Primary cilia are essential for central nervous system development. In the mouse, they play a critical role in patterning the spinal cord and telencephalon via the regulation of Hedgehog/Gli signaling. However, despite the frequent disruption of this signaling pathway in human forebrain malformations, the role of primary cilia in forebrain morphogenesis has been little investigated outside the telencephalon. Here we studied development of the diencephalon, hypothalamus and eyes in mutant mice in which the Ftm/Rgprip1l ciliopathy gene is disrupted. At the end of gestation, Ftm-/- fetuses displayed anophthalmia, a reduction of the ventral hypothalamus and a disorganization of diencephalic nuclei and axonal tracts. In Ftm-/- embryos, we found that the ventral forebrain structures and the rostral thalamus were missing. Optic vesicles formed but lacked the optic cups. We analyzed the molecular causes of these defects. In Ftm-/- embryos, Sonic hedgehog (Shh) expression was lost in the ventral forebrain but maintained in the zona limitans intrathalamica (ZLI), the mid-diencephalic organizer. In the diencephalon, Gli activity was dampened in regions adjacent to the Shh-expressing ZLI but displayed a higher Hh-independent ground level in the other regions.

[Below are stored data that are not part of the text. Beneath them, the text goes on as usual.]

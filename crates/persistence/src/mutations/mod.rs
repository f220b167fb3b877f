// Copyright (C) 2026 Fred Clausen
// Use of this source code is governed by an MIT-style
// license that can be found in the LICENSE file or at
// https://opensource.org/licenses/MIT.

//! Write operations on the inventory tables.
//!
//! Mutations never open their own transactions; the store wraps them
//! in the transaction shape each operation requires.

pub mod reservations;
pub mod trips;
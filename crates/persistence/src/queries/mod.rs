// Copyright (C) 2026 Fred Clausen
// Use of this source code is governed by an MIT-style
// license that can be found in the LICENSE file or at
// https://opensource.org/licenses/MIT.

//! Read-only queries over the inventory tables.
//!
//! All queries use backend-agnostic Diesel DSL and operate on a
//! caller-provided connection, so the store can run them inside or
//! outside a transaction as the operation requires.

pub mod bookings;
pub mod seats;
pub mod trips;
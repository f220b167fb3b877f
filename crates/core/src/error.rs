// Copyright (C) 2026 Fred Clausen
// Use of this source code is governed by an MIT-style
// license that can be found in the LICENSE file or at
// https://opensource.org/licenses/MIT.

use transita_domain::DomainError;

/// Errors that can occur while planning or verifying a reservation.
///
/// The taxonomy is explicit so callers never classify failures by
/// matching on message text. `SeatsUnavailable` is the only retryable
/// variant: the caller should refresh availability and let the user
/// reselect.
#[derive(Debug, Clone, PartialEq, Eq)]
pub enum CoreError {
    /// A domain rule was violated. Not retryable without changing input.
    DomainViolation(DomainError),
    /// The referenced trip does not exist.
    TripNotFound(i64),
    /// One or more referenced seat ids do not belong to any seat of
    /// the trip.
    SeatsNotFound {
        /// The seat ids that could not be resolved.
        seat_ids: Vec<i64>,
    },
    /// One or more requested seats were no longer available at lock
    /// time. Retryable after refreshing seat state.
    SeatsUnavailable {
        /// The seat numbers that conflicted.
        seat_numbers: Vec<u32>,
    },
}

impl std::fmt::Display for CoreError {
    fn fmt(&self, f: &mut std::fmt::Formatter<'_>) -> std::fmt::Result {
        match self {
            Self::DomainViolation(err) => write!(f, "Domain violation: {err}"),
            Self::TripNotFound(trip_id) => write!(f, "Trip not found: {trip_id}"),
            Self::SeatsNotFound { seat_ids } => {
                let ids: String = seat_ids
                    .iter()
                    .map(ToString::to_string)
                    .collect::<Vec<String>>()
                    .join(", ");
                write!(f, "Some seats not found: {ids}")
            }
            Self::SeatsUnavailable { seat_numbers } => {
                let seats: String = seat_numbers
                    .iter()
                    .map(ToString::to_string)
                    .collect::<Vec<String>>()
                    .join(", ");
                write!(f, "Seats {seats} are not available")
            }
        }
    }
}

impl std::error::Error for CoreError {}

impl From<DomainError> for CoreError {
    fn from(err: DomainError) -> Self {
        Self::DomainViolation(err)
    }
}
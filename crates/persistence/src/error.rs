// Copyright (C) 2026 Fred Clausen
// Use of this source code is governed by an MIT-style
// license that can be found in the LICENSE file or at
// https://opensource.org/licenses/MIT.

use transita::CoreError;
use transita_domain::DomainError;

/// Errors that can occur during persistence operations.
#[derive(Debug, Clone, PartialEq, Eq)]
pub enum PersistenceError {
    /// A database error occurred.
    DatabaseError(String),
    /// Database connection failed.
    DatabaseConnectionFailed(String),
    /// Database migration failed.
    MigrationFailed(String),
    /// Query execution failed.
    QueryFailed(String),
    /// Initialization error.
    InitializationError(String),
    /// Foreign key enforcement is not enabled.
    ForeignKeyEnforcementNotEnabled,
    /// The requested trip was not found.
    TripNotFound(i64),
    /// The requested booking was not found.
    BookingNotFound(i64),
    /// A stored row could not be reconstructed into a domain value.
    ReconstructionError(String),
    /// Serialization/deserialization error.
    SerializationError(String),
    /// The requested resource was not found.
    NotFound(String),
}

impl std::fmt::Display for PersistenceError {
    fn fmt(&self, f: &mut std::fmt::Formatter<'_>) -> std::fmt::Result {
        match self {
            Self::DatabaseError(msg) => write!(f, "Database error: {msg}"),
            Self::DatabaseConnectionFailed(msg) => {
                write!(f, "Database connection failed: {msg}")
            }
            Self::MigrationFailed(msg) => write!(f, "Migration failed: {msg}"),
            Self::QueryFailed(msg) => write!(f, "Query failed: {msg}"),
            Self::InitializationError(msg) => write!(f, "Initialization error: {msg}"),
            Self::ForeignKeyEnforcementNotEnabled => {
                write!(f, "Foreign key enforcement is not enabled")
            }
            Self::TripNotFound(trip_id) => write!(f, "Trip not found: {trip_id}"),
            Self::BookingNotFound(booking_id) => {
                write!(f, "Booking not found: {booking_id}")
            }
            Self::ReconstructionError(msg) => {
                write!(f, "Row reconstruction error: {msg}")
            }
            Self::SerializationError(msg) => write!(f, "Serialization error: {msg}"),
            Self::NotFound(msg) => write!(f, "Not found: {msg}"),
        }
    }
}

impl std::error::Error for PersistenceError {}

impl From<diesel::result::Error> for PersistenceError {
    fn from(err: diesel::result::Error) -> Self {
        match err {
            diesel::result::Error::NotFound => Self::NotFound("Record not found".to_string()),
            _ => Self::DatabaseError(err.to_string()),
        }
    }
}

impl From<diesel::ConnectionError> for PersistenceError {
    fn from(err: diesel::ConnectionError) -> Self {
        Self::DatabaseConnectionFailed(err.to_string())
    }
}

impl From<serde_json::Error> for PersistenceError {
    fn from(err: serde_json::Error) -> Self {
        Self::SerializationError(err.to_string())
    }
}

/// Outcome classification for a failed reservation transaction.
///
/// `Rejected` carries the typed failure taxonomy decided inside the
/// transaction (all seat writes rolled back); `Storage` carries an
/// underlying persistence failure, fatal to the current request and
/// never retried by the store itself.
#[derive(Debug, Clone, PartialEq, Eq)]
pub enum ReservationError {
    /// The reservation was rejected by validation, existence,
    /// availability, or restricted-seat checks.
    Rejected(CoreError),
    /// The underlying persistence layer failed.
    Storage(PersistenceError),
}

impl std::fmt::Display for ReservationError {
    fn fmt(&self, f: &mut std::fmt::Formatter<'_>) -> std::fmt::Result {
        match self {
            Self::Rejected(err) => write!(f, "{err}"),
            Self::Storage(err) => write!(f, "Storage failure: {err}"),
        }
    }
}

impl std::error::Error for ReservationError {}

impl From<CoreError> for ReservationError {
    fn from(err: CoreError) -> Self {
        Self::Rejected(err)
    }
}

impl From<PersistenceError> for ReservationError {
    fn from(err: PersistenceError) -> Self {
        Self::Storage(err)
    }
}

impl From<diesel::result::Error> for ReservationError {
    fn from(err: diesel::result::Error) -> Self {
        Self::Storage(PersistenceError::from(err))
    }
}

/// Outcome classification for a failed trip creation.
#[derive(Debug, Clone, PartialEq, Eq)]
pub enum TripCreationError {
    /// The trip attributes failed validation; nothing was written.
    Invalid(DomainError),
    /// The underlying persistence layer failed.
    Storage(PersistenceError),
}

impl std::fmt::Display for TripCreationError {
    fn fmt(&self, f: &mut std::fmt::Formatter<'_>) -> std::fmt::Result {
        match self {
            Self::Invalid(err) => write!(f, "{err}"),
            Self::Storage(err) => write!(f, "Storage failure: {err}"),
        }
    }
}

impl std::error::Error for TripCreationError {}

impl From<DomainError> for TripCreationError {
    fn from(err: DomainError) -> Self {
        Self::Invalid(err)
    }
}

impl From<PersistenceError> for TripCreationError {
    fn from(err: PersistenceError) -> Self {
        Self::Storage(err)
    }
}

Our data uncover a complex role of cilia in development of the diencephalon, hypothalamus and eyes via the region-specific control of the ratio of activator and repressor forms of the Gli transcription factors. They call for a closer examination of forebrain defects in severe ciliopathies and for a search for ciliopathy genes as modifiers in other human conditions with forebrain defects.